De Verblijfswet bevat nergens een algemene definitie van de begrippen “toelating of machtiging tot verblijf”. In de Verblijfswet slaan de begrippen “toelating of machtiging tot verblijf” op verschillende situaties:

  • De toelatingen of machtigingen tot verblijf “van meer dan drie maanden” zijn beslissingen van de bevoegde overheid, meestal de Dienst Vreemdelingenzaken. Bij een toelating tot verblijf van meer dan drie maanden erkent de DVZ dat de voorwaarden voor een verblijfsrecht van rechtswege voldaan zijn. Bij een machtiging tot verblijf van meer dan drie maanden kent de DVZ zelf een verblijf toe, al dan niet volgens wettelijk bepaalde criteria. Deze beslissingen geven recht op een elektronische vreemdelingenkaart. In afwachting van die kaart krijgen vreemdelingen een bijlage 15 waarop vak 7 aangekruist is.
  • Het attest van immatriculatie wordt volgens de verblijfswetgeving afgegeven in bepaalde situaties tijdens een verblijfsprocedure, waarbij er nog een beslissing over een toelating of machtiging tot verblijf van meer dan drie maanden moet genomen worden. Met het attest van immatriculatie wordt het verblijf in België toegelaten tot wanneer die beslissing is genomen. Het verblijf is dan “voorlopig toegelaten en gedekt”. Dat zegt ook het Hof van Cassatie, in arresten C.08.0115.N en C.07.0641.N van 20 februari 2009.
  • De Wet gewaarborgde gezinsbijslag sluit deze situaties niet uit, aangezien deze wet niet specifiek bepaalt dat alleen een toelating of machtiging voor meer dan drie maanden in aanmerking zou komen.
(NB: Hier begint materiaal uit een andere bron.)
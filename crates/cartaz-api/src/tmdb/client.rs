//! `TmdbClient` - TMDB API client implementation.

use reqwest::Client;
use tracing::instrument;
use url::Url;

use super::api::TmdbApi;
use super::error::TmdbError;
use super::types::{
    MovieListKind, TmdbChange, TmdbListItem, TmdbMovieDetails, TmdbPage, TmdbTvDetails,
    TrendingWindow, TvListKind,
};
use crate::tmdb::Result;

/// Default base URL for TMDB API v3.
const DEFAULT_BASE_URL: &str = "https://api.themoviedb.org/3/";

/// Default display language requested on every call.
const DEFAULT_LANGUAGE: &str = "pt-BR";

/// TMDB API client.
///
/// Issues plain GET requests with the API key and display language as
/// query parameters. No retry, backoff, or timeout is applied; failures
/// surface as [`TmdbError`] for the caller to map.
#[derive(Debug)]
#[allow(clippy::module_name_repetitions)]
pub struct TmdbClient {
    /// HTTP client.
    http_client: Client,
    /// Base URL for API requests.
    base_url: Url,
    /// API key passed as the `api_key` query parameter.
    api_key: String,
    /// Display language passed as the `language` query parameter.
    language: String,
}

/// Builder for `TmdbClient`.
#[derive(Debug)]
#[allow(clippy::module_name_repetitions)]
pub struct TmdbClientBuilder {
    base_url: Option<Url>,
    api_key: Option<String>,
    user_agent: Option<String>,
    language: Option<String>,
}

impl TmdbClientBuilder {
    /// Creates a new builder.
    const fn new() -> Self {
        Self {
            base_url: None,
            api_key: None,
            user_agent: None,
            language: None,
        }
    }

    /// Overrides the base URL (for wiremock in tests).
    #[must_use]
    pub fn base_url(mut self, url: Url) -> Self {
        self.base_url = Some(url);
        self
    }

    /// Sets the API key (required).
    #[must_use]
    pub fn api_key(mut self, key: impl Into<String>) -> Self {
        self.api_key = Some(key.into());
        self
    }

    /// Sets the User-Agent (required).
    #[must_use]
    pub fn user_agent(mut self, ua: impl Into<String>) -> Self {
        self.user_agent = Some(ua.into());
        self
    }

    /// Sets the display language (default: "pt-BR").
    #[must_use]
    pub fn language(mut self, language: impl Into<String>) -> Self {
        self.language = Some(language.into());
        self
    }

    /// Builds the client.
    ///
    /// # Errors
    ///
    /// - `api_key` is not set.
    /// - `user_agent` is not set.
    /// - `reqwest::Client` build fails.
    pub fn build(self) -> Result<TmdbClient> {
        let api_key = self
            .api_key
            .ok_or_else(|| TmdbError::Config(String::from("api_key is required")))?;
        let user_agent = self
            .user_agent
            .ok_or_else(|| TmdbError::Config(String::from("user_agent is required")))?;

        let base_url = match self.base_url {
            Some(url) => url,
            None => Url::parse(DEFAULT_BASE_URL)
                .map_err(|e| TmdbError::Config(format!("invalid default base URL: {e}")))?,
        };

        let http_client = Client::builder()
            .user_agent(&user_agent)
            .gzip(true)
            .build()?;

        Ok(TmdbClient {
            http_client,
            base_url,
            api_key,
            language: self
                .language
                .unwrap_or_else(|| String::from(DEFAULT_LANGUAGE)),
        })
    }
}

impl TmdbClient {
    /// Creates a new builder.
    #[must_use]
    pub const fn builder() -> TmdbClientBuilder {
        TmdbClientBuilder::new()
    }

    /// Sends a GET request with the API key and language appended to
    /// the caller's query parameters.
    #[instrument(skip_all)]
    async fn get_json<T: serde::de::DeserializeOwned>(
        &self,
        path: &str,
        query: &[(&str, &str)],
    ) -> Result<T> {
        let url = self
            .base_url
            .join(path)
            .map_err(|e| TmdbError::Config(format!("failed to join URL path `{path}`: {e}")))?;

        tracing::debug!(path, "TMDB API request");

        let response = self
            .http_client
            .get(url)
            .query(query)
            .query(&[
                ("api_key", self.api_key.as_str()),
                ("language", self.language.as_str()),
            ])
            .send()
            .await?;

        let status = response.status();
        let body = response.text().await?;
        if !status.is_success() {
            return Err(TmdbError::Status {
                code: status.as_u16(),
                body,
            });
        }

        let deserializer = &mut serde_json::Deserializer::from_str(&body);
        serde_path_to_error::deserialize(deserializer).map_err(|e| TmdbError::Json {
            path: e.path().to_string(),
            source: e.into_inner(),
        })
    }
}

impl TmdbApi for TmdbClient {
    #[instrument(skip_all)]
    async fn trending(&self, window: TrendingWindow) -> Result<TmdbPage<TmdbListItem>> {
        let path = format!("trending/all/{}", window.as_path());
        self.get_json(&path, &[]).await
    }

    #[instrument(skip_all)]
    async fn movie_list(&self, kind: MovieListKind) -> Result<TmdbPage<TmdbListItem>> {
        let path = format!("movie/{}", kind.as_path());
        self.get_json(&path, &[]).await
    }

    #[instrument(skip_all)]
    async fn tv_list(&self, kind: TvListKind) -> Result<TmdbPage<TmdbListItem>> {
        let path = format!("tv/{}", kind.as_path());
        self.get_json(&path, &[]).await
    }

    #[instrument(skip_all)]
    async fn movie_details(&self, movie_id: u64) -> Result<TmdbMovieDetails> {
        let path = format!("movie/{movie_id}");
        let query = [("append_to_response", "recommendations,release_dates")];
        self.get_json(&path, &query).await
    }

    #[instrument(skip_all)]
    async fn tv_details(&self, series_id: u64) -> Result<TmdbTvDetails> {
        let path = format!("tv/{series_id}");
        let query = [("append_to_response", "recommendations,content_ratings")];
        self.get_json(&path, &query).await
    }

    #[instrument(skip_all)]
    async fn tv_summary(&self, series_id: u64) -> Result<TmdbTvDetails> {
        let path = format!("tv/{series_id}");
        self.get_json(&path, &[]).await
    }

    #[instrument(skip_all)]
    async fn tv_changes(&self) -> Result<TmdbPage<TmdbChange>> {
        self.get_json("tv/changes", &[]).await
    }
}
Wat is de bedoeling van de wetgever?

  • In de voorbereidende werken bij artikel 1 van de Wet gewaarborgde gezinsbijslag wordt volstaan met de vereiste dat het verblijf van de aanvrager van vreemde nationaliteit “regelmatig” moet zijn (Verslag aan de Koning bij het koninklijk besluit nr. 242 tot wijziging van de wet van 20 juli 1971 tot instelling van gewaarborgde kinderbijslag, BS 13 januari 1984, 379).
  • Verblijf met een attest van immatriculatie is zeker regelmatig, aangezien de gemeente dat attest afgeeft in duidelijk omschreven en gecontroleerde situaties, waarbij de vreemdeling wordt ingeschreven in het rijksregister, en waarbij het attest van immatriculatie dient om het verblijf voorlopig toe te laten en te dekken.
  • De meeste vreemdelingen met attest van immatriculatie verblijven nog geen vier jaar in België en komen daarom al niet in aanmerking voor gewaarborgde gezinsbijslag.

Analyse van het Hof van Cassatie

Het Hof van Cassatie oordeelde op 8 april 2019 dat de houder van een attest van immatriculatie voldoet aan de voorwaarde van "toelating of machtiging tot verblijf" volgens de Verblijfswet. Het Hof van Cassatie verduidelijkt dat dit een tijdelijk en precair verblijf is, maar geeft aan dat dit geen uitstaans heeft met het feit dat de betrokkene aan de voorwaarde van "toelating of machtiging" voldoet.